# rage startet nicht.



## papiermacher03 (29. November 2011)

nabend

also habe mir bei stem rage gekauft.nach std langen downloaden wollte ich es spielen.rage wurde installiert ABER dann kam diese meldung: Appname: Rage.exe AppVer: 1.0.27.8258 ModName: unknown ModVer:0.0.0.0  Offset:00000000.leider weis ich jetz ne was mir das sagen soll.wenn ich google haben viele probleme mit rage bim starten allerdings sehr unterschiedliche.ich dreh hier durch.

mein pc: win XP, cpu E6600, Graka 9800GTX+. 3GB Ram

dacht mir das es am grakatreiber liegen könnte.hab mir bei nvidia den 285.58 treiber gezogen.zuvor hatte ich die version 177.79A drauf.nur wenn ich den neuen treiber installiert habe und meinen pc neugestartet habe komm ich nur bis zu dem bild wo da steht "windows wird geladen" danach bleibt mein monitor schwarz.weis nun auch nicht mehr weiter


----------



## Herbboy (29. November 2011)

Also, das riecht eher danach, dass irgendwo am PC was anderes nicht stimmt. zB Board- oder Soundtreiber, oder Virenscanner. Kommst Du noch in den abgesicherten Modus von WIndows?


----------



## papiermacher03 (29. November 2011)

ja komme ich.ich hab keine ahnung.alles andere läuft ohne probleme.nur das mit dem treiber macht mich stutzig.der treiber 177.79A läuft ohne probleme aber versuch ich andere zu installieren geht nix-.-


----------



## Herbboy (29. November 2011)

Ich würd vor der Treiberinstallation mal schauen, ob es neuere Treiber für Board, Sound usw gibt, und ohne Virenscanner installieren. 

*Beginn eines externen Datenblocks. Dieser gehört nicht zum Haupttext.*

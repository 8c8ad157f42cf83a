//! The append-only result trace grown by an emulation run.
//!
//! Consecutive simulation segments share their boundary instant: the last
//! sample of segment N and the first sample of segment N+1 are the same
//! time. Merging therefore drops the stored tail sample before appending,
//! on the time axis and on every merged channel, so the shared instant
//! appears exactly once and is never dropped entirely.

use std::collections::BTreeMap;

use serde::{Deserialize, Serialize};

use crate::error::{CoreError, CoreResult};
use crate::numeric::{Real, Tolerances, nearly_equal, strictly_increasing};

/// A stored result signal.
///
/// `Constant` holds a value a backend reported once (a parameter echoed in
/// a segment as a single sample); it is stored as-is, not interpolated.
#[derive(Debug, Clone, PartialEq, Serialize, Deserialize)]
pub enum TraceChannel {
    Series(Vec<Real>),
    Matrix(Vec<Vec<Real>>),
    Constant(Real),
}

/// A growing, append-only set of named arrays aligned to one time axis.
///
/// Only merged channels are touched by a merge; a channel seeded at a later
/// iteration starts at that iteration's samples. The time axis itself is
/// always strictly increasing.
#[derive(Debug, Clone, Default, PartialEq, Serialize, Deserialize)]
pub struct Trace {
    time: Vec<Real>,
    channels: BTreeMap<String, TraceChannel>,
}

impl Trace {
    pub fn new() -> Self {
        Self::default()
    }

    /// A trace holding one sample per initial condition at time zero.
    pub fn seeded(initial_conditions: &BTreeMap<String, Real>) -> Self {
        let mut channels = BTreeMap::new();
        for (key, value) in initial_conditions {
            channels.insert(key.clone(), TraceChannel::Series(vec![*value]));
        }
        Self {
            time: vec![0.0],
            channels,
        }
    }

    pub fn time(&self) -> &[Real] {
        &self.time
    }

    pub fn last_time(&self) -> Option<Real> {
        self.time.last().copied()
    }

    /// Number of time points.
    pub fn len(&self) -> usize {
        self.time.len()
    }

    pub fn is_empty(&self) -> bool {
        self.time.is_empty()
    }

    pub fn contains_key(&self, key: &str) -> bool {
        self.channels.contains_key(key)
    }

    pub fn channel(&self, key: &str) -> Option<&TraceChannel> {
        self.channels.get(key)
    }

    /// Series view of a channel, `None` if absent or not a series.
    pub fn series(&self, key: &str) -> Option<&[Real]> {
        match self.channels.get(key) {
            Some(TraceChannel::Series(v)) => Some(v),
            _ => None,
        }
    }

    pub fn keys(&self) -> impl Iterator<Item = &str> {
        self.channels.keys().map(String::as_str)
    }

    pub fn iter(&self) -> impl Iterator<Item = (&str, &TraceChannel)> {
        self.channels.iter().map(|(k, v)| (k.as_str(), v))
    }

    /// Extend the time axis with a new segment.
    ///
    /// The segment must be strictly increasing and, unless the trace is
    /// still empty, start at the stored last time; that shared sample is
    /// dropped before appending.
    pub fn merge_time(&mut self, times: &[Real]) -> CoreResult<()> {
        if times.is_empty() {
            return Err(CoreError::InvalidArg {
                what: "segment time axis must not be empty",
            });
        }
        if let Err(index) = strictly_increasing(times) {
            return Err(CoreError::TimeNotIncreasing { index });
        }
        match self.time.last() {
            None => self.time.extend_from_slice(times),
            Some(&last) => {
                if !nearly_equal(last, times[0], Tolerances::default()) {
                    return Err(CoreError::Invariant {
                        what: "segment must start at the trace's last time",
                    });
                }
                self.time.pop();
                self.time.extend_from_slice(times);
            }
        }
        Ok(())
    }

    /// Merge samples for one channel, aligned to the times most recently
    /// passed to [`merge_time`](Self::merge_time).
    ///
    /// An existing series loses its tail sample before the new samples are
    /// appended; an existing constant is replaced outright.
    pub fn merge_series(&mut self, key: &str, values: &[Real]) -> CoreResult<()> {
        match self.channels.get_mut(key) {
            None => {
                self.channels
                    .insert(key.to_string(), TraceChannel::Series(values.to_vec()));
            }
            Some(TraceChannel::Series(stored)) => {
                stored.pop();
                stored.extend_from_slice(values);
            }
            Some(slot @ TraceChannel::Constant(_)) => {
                *slot = TraceChannel::Series(values.to_vec());
            }
            Some(TraceChannel::Matrix(_)) => {
                return Err(CoreError::Invariant {
                    what: "cannot merge scalar samples into a matrix channel",
                });
            }
        }
        Ok(())
    }

    /// Store a single-sample channel as-is.
    pub fn set_constant(&mut self, key: &str, value: Real) {
        self.channels
            .insert(key.to_string(), TraceChannel::Constant(value));
    }

    /// Replace a channel wholesale (used when exogenous signals are folded
    /// into a finished trace over its full time axis).
    pub fn overwrite(&mut self, key: &str, channel: TraceChannel) {
        self.channels.insert(key.to_string(), channel);
    }
}

#[cfg(test)]
mod tests {
    use super::*;

    #[test]
    fn seeded_trace_starts_at_zero() {
        let ics = BTreeMap::from([("x".to_string(), 295.15)]);
        let trace = Trace::seeded(&ics);
        assert_eq!(trace.time(), &[0.0]);
        assert_eq!(trace.series("x").unwrap(), &[295.15]);
    }

    #[test]
    fn merge_deduplicates_shared_instant() {
        let mut trace = Trace::new();
        trace.merge_time(&[0.0, 5.0, 10.0]).unwrap();
        trace.merge_series("x", &[1.0, 2.0, 3.0]).unwrap();

        trace.merge_time(&[10.0, 15.0, 20.0]).unwrap();
        trace.merge_series("x", &[3.5, 4.0, 5.0]).unwrap();

        assert_eq!(trace.time(), &[0.0, 5.0, 10.0, 15.0, 20.0]);
        // The re-simulated boundary sample wins.
        assert_eq!(trace.series("x").unwrap(), &[1.0, 2.0, 3.5, 4.0, 5.0]);
    }

    #[test]
    fn merge_rejects_gap() {
        let mut trace = Trace::new();
        trace.merge_time(&[0.0, 10.0]).unwrap();
        let err = trace.merge_time(&[20.0, 30.0]).unwrap_err();
        assert!(matches!(err, CoreError::Invariant { .. }));
    }

    #[test]
    fn merge_rejects_unsorted_segment() {
        let mut trace = Trace::new();
        let err = trace.merge_time(&[0.0, 10.0, 10.0]).unwrap_err();
        assert_eq!(err, CoreError::TimeNotIncreasing { index: 2 });
    }

    #[test]
    fn constant_then_series() {
        let mut trace = Trace::new();
        trace.merge_time(&[0.0, 1.0]).unwrap();
        trace.set_constant("cap", 10e6);
        assert_eq!(trace.channel("cap"), Some(&TraceChannel::Constant(10e6)));

        trace.merge_time(&[1.0, 2.0]).unwrap();
        trace.merge_series("cap", &[9e6, 8e6]).unwrap();
        assert_eq!(trace.series("cap").unwrap(), &[9e6, 8e6]);
    }

    #[test]
    fn late_seeded_channel_keeps_only_new_samples() {
        let mut trace = Trace::new();
        trace.merge_time(&[0.0, 1.0]).unwrap();
        trace.merge_time(&[1.0, 2.0]).unwrap();
        trace.merge_series("y", &[7.0, 8.0]).unwrap();
        assert_eq!(trace.series("y").unwrap(), &[7.0, 8.0]);
        assert_eq!(trace.len(), 3);
    }
}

Und schau mal, ob Rage vielleicht ein Problem wegen WInXP hat.


----------



## papiermacher03 (29. November 2011)

na hatte zuvor nachgesehen was für anforderung rage hat.läuft ja auf XP, Vista und Win 7 und mein Pc erfüllt ja die anforderung.und mit der fehlermeldung die da kommt kann ich nix anfangen

aber was ich mich immer noch frage warum der grakatreiber ne funktioniert.installieren geht ohne probleme aber nach dem schirm windows wird geladen bleibt der monitor dunkel


----------



## Herbboy (30. November 2011)

Ist irgendwas übertaktet bei Dir?


----------



## papiermacher03 (30. November 2011)

nein is nix übertaktet


----------



## Herbboy (30. November 2011)

Also, mehr als den Rat, mal nach anderen Leuten zu suchen, die eine GTX 9800 und win XP haben, wüsst ich auch nicht mehr. Rage versucht, ohne Virenscanner zu starten, hast Du aber mal, oder?


----------



## papiermacher03 (30. November 2011)

also virenscaner is aus so kam ja beim erstebn start von rage nur soweit wo da stand rage wird installiert dann konnt ich nur kurz was mit microsoft lesen und da kam scho die meldung "rage hat ein problem festgestellt und muss beendet werden.hab auch ne prüfung laufen lassen von steam ob vllt daten fehlen.da war auch nix und seit dem bin ich am suchen im web ob jemand das auch hatte aber finde nix.hab rage wieder gelöscht und jetz zieh ich es mir nochmal in wahnsinnigen 18STD


----------



## Miiza (30. Dezember 2011)

hab genau das gleiche problem. grad eben gekauft, installiert und bamm es kommt ne fehlermeldung. bin mich quer durschs netz am suchen und finde einfach nix...


----------



## papiermacher03 (31. Dezember 2011)

wer weis was das am ende ist warum es ne geht bin selbst noch am testen


----------